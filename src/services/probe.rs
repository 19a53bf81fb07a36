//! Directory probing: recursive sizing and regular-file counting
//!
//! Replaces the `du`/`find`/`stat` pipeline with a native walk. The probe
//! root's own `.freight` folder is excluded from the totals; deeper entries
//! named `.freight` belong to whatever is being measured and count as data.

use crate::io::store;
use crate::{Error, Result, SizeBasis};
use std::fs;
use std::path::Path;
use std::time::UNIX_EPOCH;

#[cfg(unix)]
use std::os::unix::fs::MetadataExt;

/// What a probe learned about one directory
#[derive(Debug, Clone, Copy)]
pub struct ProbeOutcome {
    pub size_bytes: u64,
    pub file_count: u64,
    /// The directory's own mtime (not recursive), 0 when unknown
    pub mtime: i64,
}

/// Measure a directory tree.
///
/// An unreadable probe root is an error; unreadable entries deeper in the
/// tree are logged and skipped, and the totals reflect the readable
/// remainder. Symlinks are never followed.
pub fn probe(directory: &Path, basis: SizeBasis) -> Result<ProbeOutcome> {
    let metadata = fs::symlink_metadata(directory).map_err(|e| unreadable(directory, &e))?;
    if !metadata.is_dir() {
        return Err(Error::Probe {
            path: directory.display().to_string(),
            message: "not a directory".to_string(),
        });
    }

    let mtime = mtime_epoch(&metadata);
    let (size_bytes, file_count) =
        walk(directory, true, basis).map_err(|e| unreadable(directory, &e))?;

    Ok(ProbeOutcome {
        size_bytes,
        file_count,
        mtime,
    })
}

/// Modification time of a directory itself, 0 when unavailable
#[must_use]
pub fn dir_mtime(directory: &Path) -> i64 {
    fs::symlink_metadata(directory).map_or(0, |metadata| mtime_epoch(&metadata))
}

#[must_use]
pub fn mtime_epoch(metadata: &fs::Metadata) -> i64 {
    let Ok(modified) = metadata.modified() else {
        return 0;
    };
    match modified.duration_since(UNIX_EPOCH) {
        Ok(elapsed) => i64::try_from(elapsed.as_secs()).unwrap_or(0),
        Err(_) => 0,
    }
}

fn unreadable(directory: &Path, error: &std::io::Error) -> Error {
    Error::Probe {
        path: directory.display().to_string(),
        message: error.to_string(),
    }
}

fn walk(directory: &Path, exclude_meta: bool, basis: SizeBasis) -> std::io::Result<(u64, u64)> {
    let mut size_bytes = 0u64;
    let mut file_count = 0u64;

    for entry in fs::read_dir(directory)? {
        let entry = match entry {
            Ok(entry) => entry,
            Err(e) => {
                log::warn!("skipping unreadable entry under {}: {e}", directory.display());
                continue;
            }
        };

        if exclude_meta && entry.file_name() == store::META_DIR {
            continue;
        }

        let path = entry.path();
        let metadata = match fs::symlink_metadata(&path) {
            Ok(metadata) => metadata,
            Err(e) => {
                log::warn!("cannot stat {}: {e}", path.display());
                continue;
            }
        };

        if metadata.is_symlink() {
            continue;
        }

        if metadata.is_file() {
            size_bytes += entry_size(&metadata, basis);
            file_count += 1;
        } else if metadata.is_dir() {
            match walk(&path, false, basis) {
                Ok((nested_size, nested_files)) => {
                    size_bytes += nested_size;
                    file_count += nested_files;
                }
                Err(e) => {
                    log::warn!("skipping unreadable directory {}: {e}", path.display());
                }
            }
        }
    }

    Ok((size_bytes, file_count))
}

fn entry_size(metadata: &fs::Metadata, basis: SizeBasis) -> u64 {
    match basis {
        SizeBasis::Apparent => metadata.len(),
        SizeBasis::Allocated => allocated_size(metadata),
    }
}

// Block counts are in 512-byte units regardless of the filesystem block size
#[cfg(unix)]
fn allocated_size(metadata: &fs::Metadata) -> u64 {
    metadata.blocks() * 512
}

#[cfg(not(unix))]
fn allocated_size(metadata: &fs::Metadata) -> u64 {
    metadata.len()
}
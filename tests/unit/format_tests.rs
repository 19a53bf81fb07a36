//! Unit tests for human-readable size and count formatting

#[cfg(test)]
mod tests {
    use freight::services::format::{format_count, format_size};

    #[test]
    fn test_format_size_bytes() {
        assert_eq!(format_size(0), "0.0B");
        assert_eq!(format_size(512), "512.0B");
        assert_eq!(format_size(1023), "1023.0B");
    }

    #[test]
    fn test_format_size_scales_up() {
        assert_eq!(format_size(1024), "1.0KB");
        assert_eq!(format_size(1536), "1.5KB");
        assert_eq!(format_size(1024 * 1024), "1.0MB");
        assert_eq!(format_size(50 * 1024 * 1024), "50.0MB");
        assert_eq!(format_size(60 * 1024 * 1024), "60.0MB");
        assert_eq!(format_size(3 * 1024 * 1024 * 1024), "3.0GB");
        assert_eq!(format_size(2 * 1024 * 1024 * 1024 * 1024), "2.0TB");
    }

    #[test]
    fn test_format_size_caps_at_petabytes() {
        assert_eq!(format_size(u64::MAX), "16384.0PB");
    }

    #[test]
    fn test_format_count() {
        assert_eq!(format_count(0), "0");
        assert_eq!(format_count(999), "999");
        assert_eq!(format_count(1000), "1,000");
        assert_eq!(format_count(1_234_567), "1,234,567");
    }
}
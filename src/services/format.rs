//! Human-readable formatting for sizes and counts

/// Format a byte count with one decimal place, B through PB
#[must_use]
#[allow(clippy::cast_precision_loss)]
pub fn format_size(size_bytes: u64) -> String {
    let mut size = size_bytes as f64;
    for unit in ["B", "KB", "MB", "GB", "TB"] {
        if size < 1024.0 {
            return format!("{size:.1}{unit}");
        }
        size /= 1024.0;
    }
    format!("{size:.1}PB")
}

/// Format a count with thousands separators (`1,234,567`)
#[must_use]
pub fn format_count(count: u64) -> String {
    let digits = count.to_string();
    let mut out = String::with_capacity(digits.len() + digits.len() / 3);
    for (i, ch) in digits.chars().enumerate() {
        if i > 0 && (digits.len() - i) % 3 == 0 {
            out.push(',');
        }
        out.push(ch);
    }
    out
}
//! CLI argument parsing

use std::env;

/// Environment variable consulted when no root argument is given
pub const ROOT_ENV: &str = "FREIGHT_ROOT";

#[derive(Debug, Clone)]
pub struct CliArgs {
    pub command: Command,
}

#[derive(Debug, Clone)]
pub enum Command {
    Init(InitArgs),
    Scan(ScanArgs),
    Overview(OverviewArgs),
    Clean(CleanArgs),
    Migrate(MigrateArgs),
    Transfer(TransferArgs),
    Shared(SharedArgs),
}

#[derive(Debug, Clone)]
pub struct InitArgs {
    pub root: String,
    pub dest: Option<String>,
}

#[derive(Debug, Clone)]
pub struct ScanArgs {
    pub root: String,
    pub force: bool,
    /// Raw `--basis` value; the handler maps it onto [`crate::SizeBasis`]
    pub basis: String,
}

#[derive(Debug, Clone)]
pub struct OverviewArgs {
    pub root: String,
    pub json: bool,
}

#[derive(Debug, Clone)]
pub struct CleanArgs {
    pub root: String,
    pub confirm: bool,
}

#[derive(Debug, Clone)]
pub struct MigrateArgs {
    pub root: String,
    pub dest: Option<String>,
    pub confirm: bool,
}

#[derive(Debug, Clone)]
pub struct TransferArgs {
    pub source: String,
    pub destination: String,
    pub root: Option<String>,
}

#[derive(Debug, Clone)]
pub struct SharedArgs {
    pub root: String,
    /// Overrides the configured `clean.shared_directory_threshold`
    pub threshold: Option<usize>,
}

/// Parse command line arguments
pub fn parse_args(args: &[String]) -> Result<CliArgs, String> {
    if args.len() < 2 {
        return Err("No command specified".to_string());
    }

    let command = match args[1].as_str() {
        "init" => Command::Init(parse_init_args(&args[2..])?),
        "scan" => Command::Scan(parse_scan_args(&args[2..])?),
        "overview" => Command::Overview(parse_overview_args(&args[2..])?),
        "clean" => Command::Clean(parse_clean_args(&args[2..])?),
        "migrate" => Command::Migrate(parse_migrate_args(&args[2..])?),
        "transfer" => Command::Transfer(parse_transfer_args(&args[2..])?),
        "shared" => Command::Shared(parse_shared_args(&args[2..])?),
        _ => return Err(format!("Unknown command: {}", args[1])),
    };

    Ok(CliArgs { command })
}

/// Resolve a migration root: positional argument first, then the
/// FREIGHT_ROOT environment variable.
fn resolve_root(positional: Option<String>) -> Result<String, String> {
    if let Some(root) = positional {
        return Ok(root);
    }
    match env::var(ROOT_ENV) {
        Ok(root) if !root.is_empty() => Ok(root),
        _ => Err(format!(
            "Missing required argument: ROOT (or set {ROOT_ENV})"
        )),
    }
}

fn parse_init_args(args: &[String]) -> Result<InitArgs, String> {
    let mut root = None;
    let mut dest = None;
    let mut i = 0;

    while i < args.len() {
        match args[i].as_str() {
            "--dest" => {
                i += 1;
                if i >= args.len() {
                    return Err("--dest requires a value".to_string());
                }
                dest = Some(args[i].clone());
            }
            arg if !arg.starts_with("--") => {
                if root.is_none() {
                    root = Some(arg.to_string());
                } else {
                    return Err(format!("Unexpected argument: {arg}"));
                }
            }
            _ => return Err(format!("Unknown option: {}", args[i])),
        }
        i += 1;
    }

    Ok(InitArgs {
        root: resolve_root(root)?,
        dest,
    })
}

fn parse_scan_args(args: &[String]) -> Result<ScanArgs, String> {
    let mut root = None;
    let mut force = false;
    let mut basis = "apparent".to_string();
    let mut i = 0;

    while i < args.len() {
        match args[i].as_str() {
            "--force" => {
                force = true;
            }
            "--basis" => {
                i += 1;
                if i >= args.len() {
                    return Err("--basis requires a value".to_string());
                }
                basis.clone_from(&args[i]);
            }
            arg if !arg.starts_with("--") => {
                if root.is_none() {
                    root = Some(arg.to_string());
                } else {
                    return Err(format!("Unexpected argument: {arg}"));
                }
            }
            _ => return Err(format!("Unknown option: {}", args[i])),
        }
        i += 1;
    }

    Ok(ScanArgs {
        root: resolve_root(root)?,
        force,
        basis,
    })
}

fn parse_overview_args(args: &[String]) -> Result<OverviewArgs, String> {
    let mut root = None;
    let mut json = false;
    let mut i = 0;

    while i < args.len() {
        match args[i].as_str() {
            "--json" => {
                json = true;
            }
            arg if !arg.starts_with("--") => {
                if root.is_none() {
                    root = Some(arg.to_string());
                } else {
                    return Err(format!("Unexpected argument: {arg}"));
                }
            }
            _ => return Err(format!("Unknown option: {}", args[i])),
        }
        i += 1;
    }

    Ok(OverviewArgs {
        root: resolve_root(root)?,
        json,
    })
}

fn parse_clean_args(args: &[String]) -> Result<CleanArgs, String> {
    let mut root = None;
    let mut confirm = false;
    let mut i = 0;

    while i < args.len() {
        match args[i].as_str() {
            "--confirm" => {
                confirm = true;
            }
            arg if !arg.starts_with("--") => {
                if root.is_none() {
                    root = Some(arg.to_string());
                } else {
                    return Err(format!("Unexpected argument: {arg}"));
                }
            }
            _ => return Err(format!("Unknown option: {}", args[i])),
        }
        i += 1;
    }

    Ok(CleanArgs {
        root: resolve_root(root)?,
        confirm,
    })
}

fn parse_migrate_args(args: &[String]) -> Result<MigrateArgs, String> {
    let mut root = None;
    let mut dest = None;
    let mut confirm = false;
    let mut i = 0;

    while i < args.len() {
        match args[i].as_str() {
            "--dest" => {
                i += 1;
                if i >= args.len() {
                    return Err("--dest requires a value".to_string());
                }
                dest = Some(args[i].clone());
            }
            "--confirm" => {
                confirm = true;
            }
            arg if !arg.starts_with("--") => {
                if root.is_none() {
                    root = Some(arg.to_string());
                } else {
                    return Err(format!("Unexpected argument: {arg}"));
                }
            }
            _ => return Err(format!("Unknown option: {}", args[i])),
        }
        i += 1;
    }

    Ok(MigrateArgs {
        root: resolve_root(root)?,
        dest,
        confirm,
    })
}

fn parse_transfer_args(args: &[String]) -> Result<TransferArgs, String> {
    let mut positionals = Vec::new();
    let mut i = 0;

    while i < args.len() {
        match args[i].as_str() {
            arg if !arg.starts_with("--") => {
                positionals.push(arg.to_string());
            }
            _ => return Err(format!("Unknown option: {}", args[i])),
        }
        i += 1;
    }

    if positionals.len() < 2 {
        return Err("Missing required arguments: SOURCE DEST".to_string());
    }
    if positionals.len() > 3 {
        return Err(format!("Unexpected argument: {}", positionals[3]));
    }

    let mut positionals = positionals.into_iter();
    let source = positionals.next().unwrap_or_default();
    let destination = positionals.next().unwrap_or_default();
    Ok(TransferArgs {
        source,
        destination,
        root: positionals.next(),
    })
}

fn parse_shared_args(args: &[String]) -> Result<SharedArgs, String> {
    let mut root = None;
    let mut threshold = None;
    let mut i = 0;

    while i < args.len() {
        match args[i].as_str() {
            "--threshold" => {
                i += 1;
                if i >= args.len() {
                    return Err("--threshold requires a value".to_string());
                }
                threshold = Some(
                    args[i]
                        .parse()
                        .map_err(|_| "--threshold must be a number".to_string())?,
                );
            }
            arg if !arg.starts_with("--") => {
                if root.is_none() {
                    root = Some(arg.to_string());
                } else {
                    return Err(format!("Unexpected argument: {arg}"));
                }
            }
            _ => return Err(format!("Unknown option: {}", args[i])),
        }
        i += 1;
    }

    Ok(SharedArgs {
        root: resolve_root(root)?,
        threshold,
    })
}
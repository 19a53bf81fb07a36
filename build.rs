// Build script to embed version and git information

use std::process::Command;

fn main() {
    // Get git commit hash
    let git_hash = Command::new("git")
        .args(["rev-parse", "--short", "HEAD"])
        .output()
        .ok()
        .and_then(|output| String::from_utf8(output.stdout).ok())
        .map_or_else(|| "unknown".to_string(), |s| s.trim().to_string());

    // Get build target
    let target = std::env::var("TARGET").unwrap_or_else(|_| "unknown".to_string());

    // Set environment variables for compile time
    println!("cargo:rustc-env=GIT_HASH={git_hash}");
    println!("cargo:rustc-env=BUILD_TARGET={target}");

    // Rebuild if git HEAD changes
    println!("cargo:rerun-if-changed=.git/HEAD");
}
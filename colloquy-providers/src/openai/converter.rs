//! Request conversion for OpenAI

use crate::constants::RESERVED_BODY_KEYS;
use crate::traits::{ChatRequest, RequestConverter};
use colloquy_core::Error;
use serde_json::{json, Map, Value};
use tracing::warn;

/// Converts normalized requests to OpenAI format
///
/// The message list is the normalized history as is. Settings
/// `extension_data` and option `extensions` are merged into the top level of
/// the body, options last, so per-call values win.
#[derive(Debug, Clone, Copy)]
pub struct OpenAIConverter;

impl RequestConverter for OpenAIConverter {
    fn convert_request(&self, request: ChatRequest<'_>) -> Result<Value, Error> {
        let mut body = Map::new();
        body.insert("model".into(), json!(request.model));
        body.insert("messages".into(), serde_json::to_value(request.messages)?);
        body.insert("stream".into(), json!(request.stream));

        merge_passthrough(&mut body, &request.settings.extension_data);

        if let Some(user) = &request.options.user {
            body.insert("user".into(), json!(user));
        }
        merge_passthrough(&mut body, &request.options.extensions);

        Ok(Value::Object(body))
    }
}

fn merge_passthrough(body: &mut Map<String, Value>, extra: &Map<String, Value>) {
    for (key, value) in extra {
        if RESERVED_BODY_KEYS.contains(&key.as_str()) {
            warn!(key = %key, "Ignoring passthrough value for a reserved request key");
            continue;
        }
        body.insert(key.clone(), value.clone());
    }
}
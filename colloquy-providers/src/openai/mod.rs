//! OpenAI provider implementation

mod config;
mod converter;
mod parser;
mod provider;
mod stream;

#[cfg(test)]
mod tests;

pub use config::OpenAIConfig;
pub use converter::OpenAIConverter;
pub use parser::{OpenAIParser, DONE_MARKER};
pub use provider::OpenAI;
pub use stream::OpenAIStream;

• Task to carry out: Taking the records above, retype every line from the one with "sizes and counts" down to the one with "let mut out", exactly and with nothing else.

• Response to this exercise:
//! Human-readable formatting for sizes and counts

/// Format a byte count with one decimal place, B through PB
#[must_use]
#[allow(clippy::cast_precision_loss)]
pub fn format_size(size_bytes: u64) -> String {
    let mut size = size_bytes as f64;
    for unit in ["B", "KB", "MB", "GB", "TB"] {
        if size < 1024.0 {
            return format!("{size:.1}{unit}");
        }
        size /= 1024.0;
    }
    format!("{size:.1}PB")
}

/// Format a count with thousands separators (`1,234,567`)
#[must_use]
pub fn format_count(count: u64) -> String {
    let digits = count.to_string();
    let mut out = String::with_capacity(digits.len() + digits.len() / 3);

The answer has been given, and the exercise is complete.